__TASK OBJECTIVE__. Every line of the entries below that mentions "AlignmentConfig" is to be copied out.

BEGIN

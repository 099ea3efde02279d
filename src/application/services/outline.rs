//! Outline service
//!
//! Parses line sources into outlines, reconciles report numbering against a
//! template, and serializes sections back into lines.

use std::io;
use std::path::Path;
use std::sync::Arc;

use itertools::Itertools;
use tracing::{debug, info, instrument, warn};

use crate::application::{ApplicationResult, IoResultExt};
use crate::domain::{
    reconcile, Correction, Outline, OutlineBuilder, TemplateNumberMap, DEFAULT_INDENT,
};
use crate::infrastructure::traits::FileSystem;

/// Output from reconciling a report against a template.
#[derive(Debug)]
pub struct Reconciliation {
    /// Report outline with numbering corrected to the template's
    pub outline: Outline,
    /// Numbering rewrites in document order
    pub corrections: Vec<Correction>,
    /// Template wordings numbered in more than one way (first one won)
    pub conflicts: Vec<(String, Vec<String>)>,
}

/// Service for parsing and reconciling outlines.
pub struct OutlineService {
    fs: Arc<dyn FileSystem>,
    builder: OutlineBuilder,
    indent: String,
}

impl OutlineService {
    /// Create a service with the default heading patterns and separators.
    pub fn new(fs: Arc<dyn FileSystem>) -> Self {
        Self::with_builder(fs, OutlineBuilder::default(), DEFAULT_INDENT)
    }

    pub fn with_builder(
        fs: Arc<dyn FileSystem>,
        builder: OutlineBuilder,
        indent: impl Into<String>,
    ) -> Self {
        Self {
            fs,
            builder,
            indent: indent.into(),
        }
    }

    pub fn builder(&self) -> &OutlineBuilder {
        &self.builder
    }

    pub fn indent(&self) -> &str {
        &self.indent
    }

    pub fn parse<S: AsRef<str>>(&self, lines: &[S]) -> Outline {
        self.builder.build(lines)
    }

    /// Read a flattened text source, one outline line per text line.
    #[instrument(level = "debug", skip(self))]
    pub fn load_lines(&self, path: &Path) -> ApplicationResult<Vec<String>> {
        if self.fs.exists(path) && !self.fs.is_file(path) {
            return Err::<Vec<String>, _>(io::Error::new(io::ErrorKind::InvalidInput, "not a file"))
                .with_path_context("read outline", path);
        }
        let content = self
            .fs
            .read_to_string(path)
            .with_path_context("read outline", path)?;
        let content = content.strip_prefix('\u{feff}').unwrap_or(&content);
        let lines: Vec<String> = content.lines().map(str::to_owned).collect();
        debug!("load_lines: {} lines from {}", lines.len(), path.display());
        Ok(lines)
    }

    pub fn parse_file(&self, path: &Path) -> ApplicationResult<Outline> {
        let lines = self.load_lines(path)?;
        Ok(self.parse(&lines))
    }

    pub fn build_template_number_map<S: AsRef<str>>(&self, template_lines: &[S]) -> TemplateNumberMap {
        TemplateNumberMap::from_outline(&self.parse(template_lines))
    }

    /// Parse the report and renumber it after the template.
    #[instrument(level = "debug", skip_all)]
    pub fn parse_report_with_template<T: AsRef<str>, R: AsRef<str>>(
        &self,
        template_lines: &[T],
        report_lines: &[R],
    ) -> Reconciliation {
        let map = self.build_template_number_map(template_lines);
        let conflicts: Vec<(String, Vec<String>)> = map
            .conflicts()
            .into_iter()
            .map(|(key, tokens)| (key.to_string(), tokens.into_iter().map(str::to_owned).collect()))
            .collect();
        for (key, tokens) in &conflicts {
            warn!("template numbers '{}' as {}; using the first", key, tokens.iter().join(", "));
        }

        let mut outline = self.parse(report_lines);
        let corrections = reconcile(&mut outline, &map);
        info!(
            "reconciled {} headings, {} corrections",
            outline.len(),
            corrections.len()
        );

        Reconciliation {
            outline,
            corrections,
            conflicts,
        }
    }

    pub fn reconcile_files(&self, template: &Path, report: &Path) -> ApplicationResult<Reconciliation> {
        let template_lines = self.load_lines(template)?;
        let report_lines = self.load_lines(report)?;
        Ok(self.parse_report_with_template(&template_lines, &report_lines))
    }

    pub fn extract_section(&self, outline: &Outline, key: &str) -> Vec<String> {
        outline.extract_section(key, &self.indent)
    }

    pub fn render_keys(&self, outline: &Outline) -> Vec<String> {
        outline.render_keys(&self.indent)
    }
}
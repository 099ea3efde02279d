//! Test support: logging setup and outline fixtures

use std::env;
use std::path::{Path, PathBuf};
use std::sync::Once;

use tracing::{debug, info};
use tracing_subscriber::{
    fmt::{self, format::FmtSpan},
    prelude::*,
    EnvFilter,
};

static TEST_SETUP: Once = Once::new();

/// The sample document used across the test suites: preamble, two
/// top-level sections, a nested subsection with body text and a table.
pub const SAMPLE_OUTLINE: &[&str] = &[
    "项目年度报告",
    "一、总体情况",
    "本年度整体运行平稳。",
    "（一）收入情况",
    "|项目|金额|",
    "|主营收入|100w|",
    "1.主营业务",
    "主营业务占比最高。",
    "（二）支出情况",
    "支出控制在预算内。",
    "二、下一步计划",
    "继续推进重点项目。",
];

pub fn init_test_setup() {
    TEST_SETUP.call_once(|| {
        if env::var("RUST_LOG").is_err() {
            env::set_var("RUST_LOG", "outliner=trace");
        }
        setup_test_logging();
        info!("Test Setup complete");
    });
}

fn setup_test_logging() {
    debug!("INIT: Attempting logger init from testing.rs");
    let env_filter =
        EnvFilter::try_from_default_env().unwrap_or_else(|_| EnvFilter::new("outliner=debug"));

    let subscriber = tracing_subscriber::registry().with(
        fmt::layer()
            .with_test_writer()
            .with_target(true)
            .with_span_events(FmtSpan::CLOSE)
            .with_filter(env_filter),
    );

    if tracing::dispatcher::has_been_set() {
        debug!("Tracing subscriber already set");
    } else {
        subscriber.try_init().unwrap_or_else(|e| {
            eprintln!("Error: Failed to set up logging: {}", e);
        });
    }
}

/// Write outline lines to `dir/name`, one per line, and return the path.
pub fn write_outline<S: AsRef<str>>(dir: &Path, name: &str, lines: &[S]) -> PathBuf {
    let path = dir.join(name);
    let content = lines
        .iter()
        .map(|l| l.as_ref())
        .collect::<Vec<_>>()
        .join("\n");
    std::fs::write(&path, content).unwrap_or_else(|e| panic!("write {}: {}", path.display(), e));
    path
}

#[cfg(test)]
mod tests {
    use super::*;

    #[test]
    fn given_lines_when_writing_outline_then_file_reads_back() {
        init_test_setup();
        let temp = tempfile::TempDir::new().unwrap();
        let path = write_outline(temp.path(), "doc.txt", SAMPLE_OUTLINE);
        let content = std::fs::read_to_string(path).unwrap();
        assert_eq!(content.lines().count(), SAMPLE_OUTLINE.len());
    }
}
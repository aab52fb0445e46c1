//! Time-series alignment module
//!
//! Reconciles series sampled at different rates and over different ranges:
//! - Epoch-anchored bucketing at a configurable [`Frequency`]
//! - A shared [`TimeGrid`] spanning every domain's observations
//! - Bucket-mean resampling and reindexing via [`SeriesAligner`]
//! - Coverage reporting on the resulting [`AlignedTableSet`]

mod aligned;
mod aligner;
mod frequency;
mod grid;

pub use aligned::{AlignedTableSet, ColumnCoverage};
pub use aligner::{AlignmentConfig, SeriesAligner};
pub use frequency::Frequency;
pub use grid::TimeGrid;
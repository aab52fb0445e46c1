//! Association measures between a target series and candidate features
//!
//! Provides:
//! - Pearson correlation with a Student-t significance test
//! - Spearman rank correlation (average ranks for ties)
//! - Kraskov kNN mutual information
//! - [`AssociationCalculator`] applying all three to every candidate column
//!   of an aligned table set, plus full pairwise [`AssociationMatrix`] output
//!
//! Rows missing on either side of a pair are dropped for that pair only
//! (pairwise-complete observations).

mod calculator;
mod matrix;
mod mutual_info;
mod pearson;
mod spearman;
mod statistic;

pub use calculator::{AssociationCalculator, AssociationConfig, AssociationRecord};
pub use matrix::{AssociationMatrix, CorrelationMethod};
pub use mutual_info::{KraskovEstimator, DEFAULT_NEIGHBORS};
pub use pearson::PearsonCorrelation;
pub use spearman::{average_ranks, SpearmanCorrelation};
pub use statistic::{Statistic, UNDEFINED_MARKER};

use ndarray::{Array1, ArrayView1};
use serde::{Deserialize, Serialize};

/// Fewest paired observations for which any statistic is defined
pub const MIN_SAMPLES: usize = 3;

/// A statistic together with its p-value, when one exists
#[derive(Debug, Clone, Copy, PartialEq, Serialize, Deserialize)]
pub struct Measurement {
    pub statistic: Statistic,
    pub p_value: Statistic,
}

impl Measurement {
    /// Both fields undefined
    pub fn undefined() -> Self {
        Self {
            statistic: Statistic::Undefined,
            p_value: Statistic::Undefined,
        }
    }
}

/// Trait for pairwise association measures
pub trait AssociationMeasure: Send + Sync {
    /// Name used in records and logs
    fn name(&self) -> &'static str;

    /// Measure association between equally long, fully observed samples.
    ///
    /// Degenerate inputs yield undefined fields, never a panic.
    fn measure(&self, x: ArrayView1<f64>, y: ArrayView1<f64>) -> Measurement;
}

/// Keep only positions where both series are observed
pub fn pairwise_complete(x: &[Option<f64>], y: &[Option<f64>]) -> (Array1<f64>, Array1<f64>) {
    let (xs, ys): (Vec<f64>, Vec<f64>) = x
        .iter()
        .zip(y)
        .filter_map(|(a, b)| Some(((*a)?, (*b)?)))
        .unzip();
    (Array1::from(xs), Array1::from(ys))
}
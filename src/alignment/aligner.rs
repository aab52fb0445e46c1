//! Resample-and-reindex of many domains onto one grid

use super::{AlignedTableSet, Frequency, TimeGrid};
use crate::error::{InsightError, Result};
use crate::oplog::{OperationLog, ParamsDigest};
use crate::table::LabeledSeriesTable;
use chrono::{DateTime, Utc};
use serde::{Deserialize, Serialize};
use std::collections::BTreeMap;
use std::time::Instant;
use tracing::{debug, info, warn};

/// Configuration for [`SeriesAligner`]
#[derive(Debug, Clone, PartialEq, Serialize, Deserialize)]
#[serde(default)]
pub struct AlignmentConfig {
    /// Bucket width of the shared grid
    pub frequency: Frequency,
    /// Upper bound on grid length
    pub max_grid_points: usize,
}

impl Default for AlignmentConfig {
    fn default() -> Self {
        Self {
            frequency: Frequency::hourly(),
            max_grid_points: 1_000_000,
        }
    }
}

impl AlignmentConfig {
    /// Create a new configuration with default values
    pub fn new() -> Self {
        Self::default()
    }

    /// Set the grid frequency
    pub fn with_frequency(mut self, frequency: Frequency) -> Self {
        self.frequency = frequency;
        self
    }

    /// Set the grid length limit
    pub fn with_max_grid_points(mut self, max_grid_points: usize) -> Self {
        self.max_grid_points = max_grid_points;
        self
    }

    /// Validate the configuration
    pub fn validate(&self) -> Result<()> {
        self.frequency.validate()?;
        if self.max_grid_points < 2 {
            return Err(InsightError::invalid_parameter(
                "max_grid_points",
                self.max_grid_points,
                "must allow at least 2 grid points",
            ));
        }
        Ok(())
    }
}

/// A domain that passed the time-source checks
struct TimeSource<'a> {
    domain: &'a str,
    time_column: &'a str,
    table: &'a LabeledSeriesTable,
    timestamps: &'a [Option<DateTime<Utc>>],
}

/// Resamples domain tables by bucket mean and reindexes them onto a shared
/// [`TimeGrid`]. Missing buckets stay missing; nothing is interpolated.
#[derive(Debug, Clone, Default)]
pub struct SeriesAligner {
    config: AlignmentConfig,
}

impl SeriesAligner {
    /// Create an aligner for `frequency` with default limits
    pub fn new(frequency: Frequency) -> Self {
        Self::with_config(AlignmentConfig::default().with_frequency(frequency))
    }

    /// Create an aligner from a configuration
    pub fn with_config(config: AlignmentConfig) -> Self {
        Self { config }
    }

    /// The active configuration
    pub fn config(&self) -> &AlignmentConfig {
        &self.config
    }

    /// Align `tables` onto one grid.
    ///
    /// `time_columns` names the time column of each domain. A domain without
    /// an entry, whose entry does not name a time column, or whose time
    /// column holds no timestamps is skipped and left out of the result.
    /// Fails with [`InsightError::NoTimeSource`] if every domain is skipped.
    pub fn align(
        &self,
        tables: &BTreeMap<String, LabeledSeriesTable>,
        time_columns: &BTreeMap<String, String>,
        log: &OperationLog,
    ) -> Result<AlignedTableSet> {
        let start = Instant::now();
        self.config.validate()?;

        let mut sources = Vec::with_capacity(tables.len());
        let mut skipped = Vec::new();

        for (domain, table) in tables {
            table.validate()?;
            if table.domain() != domain {
                return Err(InsightError::ValidationError(format!(
                    "table for key '{}' is labeled '{}'",
                    domain,
                    table.domain()
                )));
            }

            let Some(time_column) = time_columns.get(domain) else {
                warn!(domain = %domain, "No time column configured, skipping domain");
                skipped.push(domain.clone());
                continue;
            };
            let Some(timestamps) = table.time_values(time_column) else {
                warn!(domain = %domain, time_column = %time_column, "Time column missing, skipping domain");
                skipped.push(domain.clone());
                continue;
            };
            if timestamps.iter().all(Option::is_none) {
                warn!(domain = %domain, time_column = %time_column, "Time column has no timestamps, skipping domain");
                skipped.push(domain.clone());
                continue;
            }

            table.ensure_numeric(time_column)?;
            sources.push(TimeSource {
                domain,
                time_column,
                table,
                timestamps,
            });
        }

        if sources.is_empty() {
            return Err(InsightError::NoTimeSource);
        }

        let (min_ts, max_ts) = sources
            .iter()
            .flat_map(|s| s.timestamps.iter().flatten())
            .fold((DateTime::<Utc>::MAX_UTC, DateTime::<Utc>::MIN_UTC), |(lo, hi), &ts| {
                (lo.min(ts), hi.max(ts))
            });

        let grid = TimeGrid::new(
            min_ts,
            max_ts,
            self.config.frequency,
            self.config.max_grid_points,
        )?;

        let mut aligned = BTreeMap::new();
        let mut aligned_time_columns = BTreeMap::new();
        for source in &sources {
            let table = Self::resample_onto(source, &grid);
            aligned.insert(source.domain.to_string(), table);
            aligned_time_columns.insert(source.domain.to_string(), source.time_column.to_string());
        }

        log.record(
            "align",
            ParamsDigest::new()
                .with("frequency", self.config.frequency.to_string())
                .with("domains_in", tables.len())
                .with("domains_aligned", aligned.len())
                .with("skipped", skipped.clone())
                .with("grid_len", grid.len())
                .with("grid_start", grid.start().to_rfc3339())
                .with("grid_end", grid.end().to_rfc3339()),
        );

        info!(
            domains = aligned.len(),
            skipped = skipped.len(),
            grid_len = grid.len(),
            elapsed_ms = start.elapsed().as_millis() as u64,
            "Alignment complete"
        );

        Ok(AlignedTableSet::new(grid, aligned, aligned_time_columns, skipped))
    }

    /// Bucket-mean every numeric column of one domain onto `grid`
    fn resample_onto(source: &TimeSource<'_>, grid: &TimeGrid) -> LabeledSeriesTable {
        let bucket_of: Vec<Option<usize>> = source
            .timestamps
            .iter()
            .map(|ts| ts.and_then(|ts| grid.index_of(ts)))
            .collect();

        let dropped = source.timestamps.iter().filter(|ts| ts.is_none()).count();
        if dropped > 0 {
            warn!(
                domain = %source.domain,
                rows = dropped,
                "Dropping rows with missing timestamps"
            );
        }

        let mut out = LabeledSeriesTable::new(source.domain)
            .with_time_column(source.time_column, grid.timestamps().into_iter().map(Some).collect());

        for (name, values) in source.table.numeric_columns() {
            // Running mean; a plain sum overflows for values near f64::MAX
            let mut running = vec![0.0f64; grid.len()];
            let mut counts = vec![0usize; grid.len()];

            for (bucket, value) in bucket_of.iter().zip(values) {
                if let (Some(b), Some(v)) = (bucket, value) {
                    counts[*b] += 1;
                    let n = counts[*b] as f64;
                    running[*b] = running[*b] - running[*b] / n + v / n;
                }
            }

            let means: Vec<Option<f64>> = running
                .into_iter()
                .zip(counts)
                .map(|(mean, n)| (n > 0).then_some(mean))
                .collect();

            debug!(
                domain = %source.domain,
                column = %name,
                observed = means.iter().filter(|v| v.is_some()).count(),
                grid_len = grid.len(),
                "Resampled column"
            );
            out = out.with_numeric_column(name, means);
        }

        out
    }
}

END

__ANSWER TO THIS EXERCISE__.
pub use aligner::{AlignmentConfig, SeriesAligner};
pub struct AlignmentConfig {
impl Default for AlignmentConfig {
impl AlignmentConfig {
    config: AlignmentConfig,
        Self::with_config(AlignmentConfig::default().with_frequency(frequency))
    pub fn with_config(config: AlignmentConfig) -> Self {
    pub fn config(&self) -> &AlignmentConfig {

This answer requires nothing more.